# WORK INSTRUCTION
Check each line of the data for "CreateNotificationRequest" and select those that have it.

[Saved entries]
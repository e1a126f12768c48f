use actix_web::{HttpRequest, HttpResponse, Result as ActixResult, web};
use once_cell::sync::Lazy;

use crate::middlewares::{self, RequirePermission, Resource};
use crate::models::enrollments::requests::{
    CreateEnrollmentRequest, EnrollmentListParams, UpdateEnrollmentRequest,
};
use crate::services::EnrollmentService;
use crate::utils::SafeIDI64;

static ENROLLMENT_SERVICE: Lazy<EnrollmentService> = Lazy::new(EnrollmentService::new_lazy);

pub async fn list_enrollments(
    req: HttpRequest,
    query: web::Query<EnrollmentListParams>,
) -> ActixResult<HttpResponse> {
    ENROLLMENT_SERVICE.list_enrollments(query.into_inner(), &req).await
}

pub async fn create_enrollment(
    req: HttpRequest,
    enrollment_data: web::Json<CreateEnrollmentRequest>,
) -> ActixResult<HttpResponse> {
    ENROLLMENT_SERVICE.create_enrollment(enrollment_data.into_inner(), &req).await
}

pub async fn get_enrollment(req: HttpRequest, id: SafeIDI64) -> ActixResult<HttpResponse> {
    ENROLLMENT_SERVICE.get_enrollment(id.0, &req).await
}

pub async fn update_enrollment(
    req: HttpRequest,
    id: SafeIDI64,
    update_data: web::Json<UpdateEnrollmentRequest>,
) -> ActixResult<HttpResponse> {
    ENROLLMENT_SERVICE
        .update_enrollment(id.0, update_data.into_inner(), &req)
        .await
}

pub async fn delete_enrollment(req: HttpRequest, id: SafeIDI64) -> ActixResult<HttpResponse> {
    ENROLLMENT_SERVICE.delete_enrollment(id.0, &req).await
}

// 配置路由
pub fn configure_enrollments_routes(cfg: &mut web::ServiceConfig) {
    cfg.service(
        web::scope("/api/enrollments")
            .wrap(middlewares::RequireJWT)
            .service(
                web::scope("")
                    .wrap(RequirePermission::new(Resource::Enrollments))
                    .route("", web::get().to(list_enrollments))
                    .route("", web::post().to(create_enrollment))
                    .route("/{id}", web::get().to(get_enrollment))
                    .route("/{id}", web::put().to(update_enrollment))
                    .route("/{id}", web::delete().to(delete_enrollment)),
            ),
    );
}
use actix_web::{HttpRequest, HttpResponse, Result as ActixResult};

use super::NotificationService;
use crate::models::notifications::requests::UpdateNotificationRequest;
use crate::models::{ActionStatus, ApiResponse};
use crate::services::common::{not_found, row_scope};

pub async fn mark_notification_read(
    service: &NotificationService,
    id: i64,
    request: &HttpRequest,
) -> ActixResult<HttpResponse> {
    let storage = service.get_storage(request);
    let scope = row_scope(&storage, request).await?;

    // 学生只能处理发给自己的通知
    let visible = storage
        .get_notification_by_id(id)
        .await?
        .is_some_and(|n| scope.permits(n.recipient_student_id));
    if !visible {
        return Ok(not_found("Notification"));
    }

    let update = UpdateNotificationRequest {
        read: Some(true),
        ..Default::default()
    };

    match storage.update_notification(id, update).await? {
        Some(_) => Ok(HttpResponse::Ok().json(ApiResponse::success(
            ActionStatus::new("Notification marked as read"),
            "Notification marked as read",
        ))),
        None => Ok(not_found("Notification")),
    }
}
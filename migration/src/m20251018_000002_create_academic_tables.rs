use sea_orm_migration::prelude::*;

use super::m20251018_000001_create_org_tables::{Courses, Programs, Staff, Students};

#[derive(DeriveMigrationName)]
pub struct Migration;
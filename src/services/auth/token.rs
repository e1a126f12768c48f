use actix_web::{HttpRequest, HttpResponse, Result as ActixResult};
use jsonwebtoken::errors::ErrorKind;
use tracing::{error, info};

use crate::middlewares::RequireJWT;
use crate::models::auth::{
    RefreshRequest, RefreshResponse, TokenVerificationResponse, VerifyRequest,
};
use crate::errors::EduSystemError;
use crate::models::{ApiResponse, ErrorCode};
use crate::utils::jwt::JwtUtils;

use super::AuthService;

fn token_rejected(code: ErrorCode, message: &str) -> HttpResponse {
    HttpResponse::Unauthorized().json(ApiResponse::error_empty(code, message))
}

fn decode_failure(err: &jsonwebtoken::errors::Error) -> HttpResponse {
    match err.kind() {
        ErrorKind::ExpiredSignature => token_rejected(ErrorCode::TokenExpired, "Token is expired"),
        _ => token_rejected(ErrorCode::Unauthorized, "Token is invalid"),
    }
}

pub async fn handle_refresh_token(
    service: &AuthService,
    refresh_request: RefreshRequest,
    request: &HttpRequest,
) -> ActixResult<HttpResponse> {
    let storage = service.get_storage(request);
    let config = service.get_config();

    let claims = match JwtUtils::verify_refresh_token(&refresh_request.refresh) {
        Ok(claims) => claims,
        Err(e) => {
            info!("Refresh token rejected: {}", e);
            return Ok(decode_failure(&e));
        }
    };

    let user = match claims.user_id() {
        Some(user_id) => storage.get_user_by_id(user_id).await?,
        None => None,
    };
    let Some(user) = user.filter(|u| u.is_active()) else {
        return Ok(token_rejected(
            ErrorCode::AccountInactive,
            "User not found or inactive",
        ));
    };

    // 轮换：旧 refresh token 拉黑直到其自然过期。
    // jti 唯一，插入成功即占有本次轮换，冲突说明已被使用过
    match storage
        .blacklist_token(&claims.jti, user.id, claims.exp as i64)
        .await
    {
        Ok(()) => {}
        Err(EduSystemError::Conflict(_)) => {
            info!("Refresh token replayed for user {}", user.id);
            return Ok(token_rejected(
                ErrorCode::TokenBlacklisted,
                "Token is blacklisted",
            ));
        }
        Err(e) => return Err(e.into()),
    }

    match user.generate_token_pair() {
        Ok(pair) => Ok(HttpResponse::Ok().json(ApiResponse::success(
            RefreshResponse {
                access: pair.access_token,
                refresh: pair.refresh_token,
                access_expires_in: config.jwt.access_token_expiry * 60,
            },
            "Token refreshed successfully",
        ))),
        Err(e) => {
            error!("Failed to generate JWT token: {}", e);
            Ok(
                HttpResponse::InternalServerError().json(ApiResponse::error_empty(
                    ErrorCode::InternalServerError,
                    "Unable to generate token",
                )),
            )
        }
    }
}

pub async fn handle_verify_token(
    service: &AuthService,
    verify_request: VerifyRequest,
    request: &HttpRequest,
) -> ActixResult<HttpResponse> {
    let claims = match JwtUtils::verify_token(&verify_request.token) {
        Ok(claims) => claims,
        Err(e) => return Ok(decode_failure(&e)),
    };

    let storage = service.get_storage(request);
    if storage.is_token_blacklisted(&claims.jti).await? {
        return Ok(token_rejected(
            ErrorCode::TokenBlacklisted,
            "Token is blacklisted",
        ));
    }

    Ok(HttpResponse::Ok().json(ApiResponse::success(
        TokenVerificationResponse {
            is_valid: true,
            token_type: claims.token_type,
        },
        "Token is valid",
    )))
}

pub async fn handle_get_user(
    _service: &AuthService,
    request: &HttpRequest,
) -> ActixResult<HttpResponse> {
    match RequireJWT::extract_user(request) {
        Some(user) => Ok(HttpResponse::Ok().json(ApiResponse::success(
            user,
            "User information retrieved successfully",
        ))),
        None => Ok(token_rejected(
            ErrorCode::Unauthorized,
            "Unauthorized access, please login",
        )),
    }
}
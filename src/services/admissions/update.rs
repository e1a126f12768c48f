use actix_web::{HttpRequest, HttpResponse, Result as ActixResult};

use super::{AdmissionService, validate_admission_update};
use crate::models::ApiResponse;
use crate::models::admissions::requests::UpdateAdmissionRequest;
use crate::services::common::{not_found, validation_failed};
use crate::services::notifications::triggers;

pub async fn update_admission(
    service: &AdmissionService,
    id: i64,
    update_data: UpdateAdmissionRequest,
    request: &HttpRequest,
) -> ActixResult<HttpResponse> {
    let storage = service.get_storage(request);

    let errors = validate_admission_update(&storage, id, &update_data).await?;
    if !errors.is_empty() {
        return Ok(validation_failed(errors));
    }

    match storage.update_admission(id, update_data).await? {
        Some(admission) => {
            triggers::admission_saved(&storage, &admission, false).await;
            Ok(HttpResponse::Ok().json(ApiResponse::success(
                admission,
                "Admission updated successfully",
            )))
        }
        None => Ok(not_found("Admission")),
    }
}
//! 通知实体

use sea_orm::entity::prelude::*;

#[derive(Clone, Debug, PartialEq, DeriveEntityModel)]
#[sea_orm(table_name = "notifications")]
pub struct Model {
    #[sea_orm(primary_key)]
    pub id: i64,
    pub recipient_student_id: Option<i64>,
    pub recipient_staff_id: Option<i64>,
    pub notif_type: String,
    pub title: String,
    pub message: String,
    pub read: bool,
    pub auto_resolved: bool,
    pub created_at: i64,
    pub updated_at: i64,
}

#[derive(Copy, Clone, Debug, EnumIter, DeriveRelation)]
pub enum Relation {
    #[sea_orm(
        belongs_to = "super::students::Entity",
        from = "Column::RecipientStudentId",
        to = "super::students::Column::Id"
    )]
    RecipientStudent,
    #[sea_orm(
        belongs_to = "super::staff::Entity",
        from = "Column::RecipientStaffId",
        to = "super::staff::Column::Id"
    )]
    RecipientStaff,
}

impl ActiveModelBehavior for ActiveModel {}

impl Model {
    pub fn into_notification(self) -> crate::models::notifications::entities::Notification {
        crate::models::notifications::entities::Notification {
            id: self.id,
            recipient_student_id: self.recipient_student_id,
            recipient_staff_id: self.recipient_staff_id,
            notif_type: self.notif_type,
            title: self.title,
            message: self.message,
            read: self.read,
            auto_resolved: self.auto_resolved,
            created_at: super::from_timestamp(self.created_at),
            updated_at: super::from_timestamp(self.updated_at),
        }
    }
}
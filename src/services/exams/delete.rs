use actix_web::{HttpRequest, HttpResponse, Result as ActixResult};

use super::ExamService;
use crate::services::common::deleted;

pub async fn delete_exam(
    service: &ExamService,
    id: i64,
    request: &HttpRequest,
) -> ActixResult<HttpResponse> {
    let storage = service.get_storage(request);
    let found = storage.delete_exam(id).await?;
    Ok(deleted(found, "Exam"))
}
use actix_web::{HttpRequest, HttpResponse, Result as ActixResult};
use tracing::info;

use super::{GradeService, validate_new_grade};
use crate::models::ApiResponse;
use crate::models::grades::requests::CreateGradeRequest;
use crate::services::common::validation_failed;
use crate::services::notifications::triggers;

pub async fn create_grade(
    service: &GradeService,
    grade_data: CreateGradeRequest,
    request: &HttpRequest,
) -> ActixResult<HttpResponse> {
    let storage = service.get_storage(request);

    let errors = validate_new_grade(&storage, &grade_data).await?;
    if !errors.is_empty() {
        return Ok(validation_failed(errors));
    }

    let grade = storage.create_grade(grade_data).await?;
    info!("Grade {} created", grade.id);
    triggers::grade_created(&storage, &grade).await;

    Ok(HttpResponse::Created().json(ApiResponse::success(
        grade,
        "Grade created successfully",
    )))
}
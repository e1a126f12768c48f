use serde::Deserialize;

use super::entities::NewNotification;
use crate::models::common::ListQuery;
use crate::models::common::query::{deserialize_opt_bool, deserialize_opt_number};
use crate::utils::validate::{FieldErrors, MSG_BLANK, check_opt_text, check_text};

#[derive(Debug, Clone, Default, Deserialize)]
pub struct NotificationListParams {
    #[serde(flatten)]
    pub query: ListQuery,
    #[serde(default, deserialize_with = "deserialize_opt_number")]
    pub recipient_student: Option<i64>,
    #[serde(default, deserialize_with = "deserialize_opt_number")]
    pub recipient_staff: Option<i64>,
    pub notif_type: Option<String>,
    #[serde(default, deserialize_with = "deserialize_opt_bool")]
    pub read: Option<bool>,
}

#[derive(Debug, Clone, Deserialize)]
pub struct CreateNotificationRequest {
    pub recipient_student_id: Option<i64>,
    pub recipient_staff_id: Option<i64>,
    pub notif_type: String,
    pub title: String,
    pub message: String,
    #[serde(default)]
    pub read: bool,
    #[serde(default)]
    pub auto_resolved: bool,
}

impl CreateNotificationRequest {
    pub fn validate(&self) -> FieldErrors {
        let mut errors = FieldErrors::new();
        check_text(&mut errors, "notif_type", &self.notif_type, 50);
        check_text(&mut errors, "title", &self.title, 150);
        if self.message.trim().is_empty() {
            errors.add("message", MSG_BLANK);
        }
        errors
    }
}

impl From<CreateNotificationRequest> for NewNotification {
    fn from(req: CreateNotificationRequest) -> Self {
        Self {
            recipient_student_id: req.recipient_student_id,
            recipient_staff_id: req.recipient_staff_id,
            notif_type: req.notif_type,
            title: req.title,
            message: req.message,
            read: req.read,
            auto_resolved: req.auto_resolved,
        }
    }
}

#[derive(Debug, Clone, Default, Deserialize)]
pub struct UpdateNotificationRequest {
    pub recipient_student_id: Option<i64>,
    pub recipient_staff_id: Option<i64>,
    pub notif_type: Option<String>,
    pub title: Option<String>,
    pub message: Option<String>,
    pub read: Option<bool>,
    pub auto_resolved: Option<bool>,
}

impl UpdateNotificationRequest {
    pub fn validate(&self) -> FieldErrors {
        let mut errors = FieldErrors::new();
        check_opt_text(&mut errors, "notif_type", self.notif_type.as_deref(), 50);
        check_opt_text(&mut errors, "title", self.title.as_deref(), 150);
        if self.message.as_deref().is_some_and(|m| m.trim().is_empty()) {
            errors.add("message", MSG_BLANK);
        }
        errors
    }
}
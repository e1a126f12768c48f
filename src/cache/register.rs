use crate::cache::traits::ObjectCache;
use crate::errors::Result;
use once_cell::sync::Lazy;
use std::{
    collections::HashMap,
    future::Future,
    pin::Pin,
    sync::{Arc, RwLock},
};

pub type BoxedObjectCacheFuture =
    Pin<Box<dyn Future<Output = Result<Box<dyn ObjectCache>>> + Send>>;
pub type ObjectCacheConstructor = Arc<dyn Fn() -> BoxedObjectCacheFuture + Send + Sync>;

static OBJECT_CACHE_REGISTRY: Lazy<RwLock<HashMap<String, ObjectCacheConstructor>>> =
    Lazy::new(|| RwLock::new(HashMap::new()));

pub fn register_object_cache_plugin<S: Into<String>>(name: S, constructor: ObjectCacheConstructor) {
    let name = name.into();
    let mut registry = OBJECT_CACHE_REGISTRY
        .write()
        .expect("Cache registry lock poisoned");
    registry.insert(name, constructor);
}

pub fn get_object_cache_plugin(name: &str) -> Option<ObjectCacheConstructor> {
    OBJECT_CACHE_REGISTRY
        .read()
        .expect("Cache registry lock poisoned")
        .get(name)
        .cloned()
}

pub fn debug_object_cache_registry() {
    let registry = OBJECT_CACHE_REGISTRY
        .read()
        .expect("Cache registry lock poisoned");
    if registry.is_empty() {
        tracing::debug!("No object cache plugins registered.");
    } else {
        tracing::debug!("Registered object cache plugins:");
        for key in registry.keys() {
            tracing::debug!(" - {}", key);
        }
    }
}

#[cfg(test)]
mod tests {
    use super::*;
    use crate::cache::CacheResult;

    #[tokio::test]
    async fn test_builtin_moka_plugin_constructs() {
        crate::cache::register_builtin_plugins();
        assert!(get_object_cache_plugin("redis").is_some());
        let constructor = get_object_cache_plugin("moka").expect("moka registered");
        let cache = constructor().await.expect("moka cache");
        cache.insert_raw("k".to_string(), "v".to_string(), 0).await;
        assert_eq!(cache.get_raw("k").await, CacheResult::Found("v".to_string()));
        cache.remove("k").await;
        assert_eq!(cache.get_raw("k").await, CacheResult::NotFound);
    }

    #[test]
    fn test_unknown_plugin_absent() {
        assert!(get_object_cache_plugin("memcached").is_none());
    }
}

# SOLUTION TO THIS EXERCISE
pub struct CreateNotificationRequest {
impl CreateNotificationRequest {
impl From<CreateNotificationRequest> for NewNotification {
    fn from(req: CreateNotificationRequest) -> Self {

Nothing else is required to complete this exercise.